Clearly, I love Ella Fitzgerald, so I could easily have just made a playlist of her renditions, but this one was a Must Have.

B and I did not have a big wedding. We did not have a big reception. My ideal reception, for as long as I can recall, has been, “Cake, punch, 20-minutes, and I’m out of there.” So, that was pretty much the plan*.

A reception takes longer than 20-minutes, though, so we were in it for the 2 hours that the church would allow us use of the reception hall. All this information was laid out by a woman we lovingly (no) called The Church Nazi.

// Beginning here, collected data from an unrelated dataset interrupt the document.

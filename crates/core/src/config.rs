//! Agent tuning values.
//!
//! Values resolve in three layers: built-in defaults, an optional TOML file, then
//! environment variables (`BLAST_DURATION_TICKS`, `BOMB_DURATION_TICKS`,
//! `AMMO_DURATION_TICKS`, `SAFETY_MARGIN`, `MIN_DISTANCE`).

use std::env;
use std::fs;
use std::io;
use std::path::{Path, PathBuf};

use serde::{Deserialize, Serialize};
use thiserror::Error;
use toml::de::Error as TomlError;

pub const BLAST_DURATION_TICKS_VAR: &str = "BLAST_DURATION_TICKS";
pub const BOMB_DURATION_TICKS_VAR: &str = "BOMB_DURATION_TICKS";
pub const AMMO_DURATION_TICKS_VAR: &str = "AMMO_DURATION_TICKS";
pub const SAFETY_MARGIN_VAR: &str = "SAFETY_MARGIN";
pub const MIN_DISTANCE_VAR: &str = "MIN_DISTANCE";

#[derive(Debug, Error)]
pub enum ConfigError {
    #[error("failed to read config file {}: {source}", .path.display())]
    Io {
        path: PathBuf,
        #[source]
        source: io::Error,
    },
    #[error("invalid config file: {0}")]
    Parse(#[from] TomlError),
    #[error("{name} must be a non-negative integer, got {value:?}")]
    InvalidEnvValue { name: &'static str, value: String },
    #[error("{name} ({ticks}) must be greater than SAFETY_MARGIN ({margin})")]
    BudgetNotAboveMargin { name: &'static str, ticks: u32, margin: u32 },
}

#[derive(Clone, Debug, PartialEq, Eq, Serialize, Deserialize)]
#[serde(default, deny_unknown_fields)]
pub struct AgentConfig {
    /// Countdown assigned to a blast tile on first sighting.
    pub blast_duration_ticks: u32,
    /// Fuse assigned to a bomb on first sighting.
    pub bomb_duration_ticks: u32,
    /// Accepted for compatibility with arena settings; the policy does not read it.
    pub ammo_duration_ticks: u32,
    /// Subtracted from both countdowns before they are stored.
    pub safety_margin: u32,
    /// Detection radius for "in range" checks and the nearest-item cutoff.
    pub min_distance: u32,
}

impl Default for AgentConfig {
    fn default() -> Self {
        Self {
            blast_duration_ticks: 10,
            bomb_duration_ticks: 40,
            ammo_duration_ticks: 40,
            safety_margin: 2,
            min_distance: 10,
        }
    }
}

impl AgentConfig {
    pub fn from_toml_str(content: &str) -> Result<Self, ConfigError> {
        Ok(toml::from_str(content)?)
    }

    pub fn load(path: &Path) -> Result<Self, ConfigError> {
        let content = fs::read_to_string(path)
            .map_err(|source| ConfigError::Io { path: path.to_path_buf(), source })?;
        Self::from_toml_str(&content)
    }

    /// Defaults overridden by the process environment, validated.
    pub fn from_env() -> Result<Self, ConfigError> {
        let mut config = Self::default();
        config.apply_env_overrides(|name| env::var(name).ok())?;
        config.validate()?;
        Ok(config)
    }

    pub fn apply_env_overrides<F>(&mut self, lookup: F) -> Result<(), ConfigError>
    where
        F: Fn(&str) -> Option<String>,
    {
        let fields: [(&'static str, &mut u32); 5] = [
            (BLAST_DURATION_TICKS_VAR, &mut self.blast_duration_ticks),
            (BOMB_DURATION_TICKS_VAR, &mut self.bomb_duration_ticks),
            (AMMO_DURATION_TICKS_VAR, &mut self.ammo_duration_ticks),
            (SAFETY_MARGIN_VAR, &mut self.safety_margin),
            (MIN_DISTANCE_VAR, &mut self.min_distance),
        ];
        for (name, field) in fields {
            let Some(value) = lookup(name) else {
                continue;
            };
            *field = value
                .trim()
                .parse()
                .map_err(|_| ConfigError::InvalidEnvValue { name, value: value.clone() })?;
        }
        Ok(())
    }

    pub fn validate(&self) -> Result<(), ConfigError> {
        let budgets = [
            (BLAST_DURATION_TICKS_VAR, self.blast_duration_ticks),
            (BOMB_DURATION_TICKS_VAR, self.bomb_duration_ticks),
        ];
        for (name, ticks) in budgets {
            if ticks <= self.safety_margin {
                return Err(ConfigError::BudgetNotAboveMargin {
                    name,
                    ticks,
                    margin: self.safety_margin,
                });
            }
        }
        Ok(())
    }

    pub fn bomb_initial_ticks(&self) -> u32 {
        self.bomb_duration_ticks.saturating_sub(self.safety_margin).max(1)
    }

    pub fn blast_initial_ticks(&self) -> u32 {
        self.blast_duration_ticks.saturating_sub(self.safety_margin).max(1)
    }
}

This woman was about 102-years-old, and very, very serious about us not having the time of our lives. She laid down the law about everything from how we kissed (No Open Mouths), to respectable forms of dress. Since the only music allowed was from the in-house Organ of Doom, we had to choose from a very specific list of songs last popular in 1803. But most important: No Dancing.

Dancing, as you know, is a vertical expression of a horizontal desire, and under the eyes of God is the last place a husband and wife should be thinking late thoughts (because all any woman can think about while she’s wearing Spanx and a full-length compression slip is getting undressed so that her beloved can see the lines left behind by her Spanx and full-length compression slip–shudder.) Dancing makes the Baby Jesus cry, and we all know what happens when the Baby Jesus cries. DO NOT CLICK THAT LINK! YOU HAVE BEEN WARNED.

Anyway, The Church Nazi seemed to start and end every conversation with us with a word about NO DANCING. It was like the librarian ghost in Ghostbusters. She was normal normal normal NO DANCING!!! And she would say NO DANCING in a tone that suggested we planned to desecrate the altar.

So, when I was putting together our playlist, I put this song right in the middle. We would not dance. No sir. We would not dance at all. Ever. Uh uh. Merci Beaucoup. Because music leads the way to romance, so dear Church Nazi, no, we will not dance!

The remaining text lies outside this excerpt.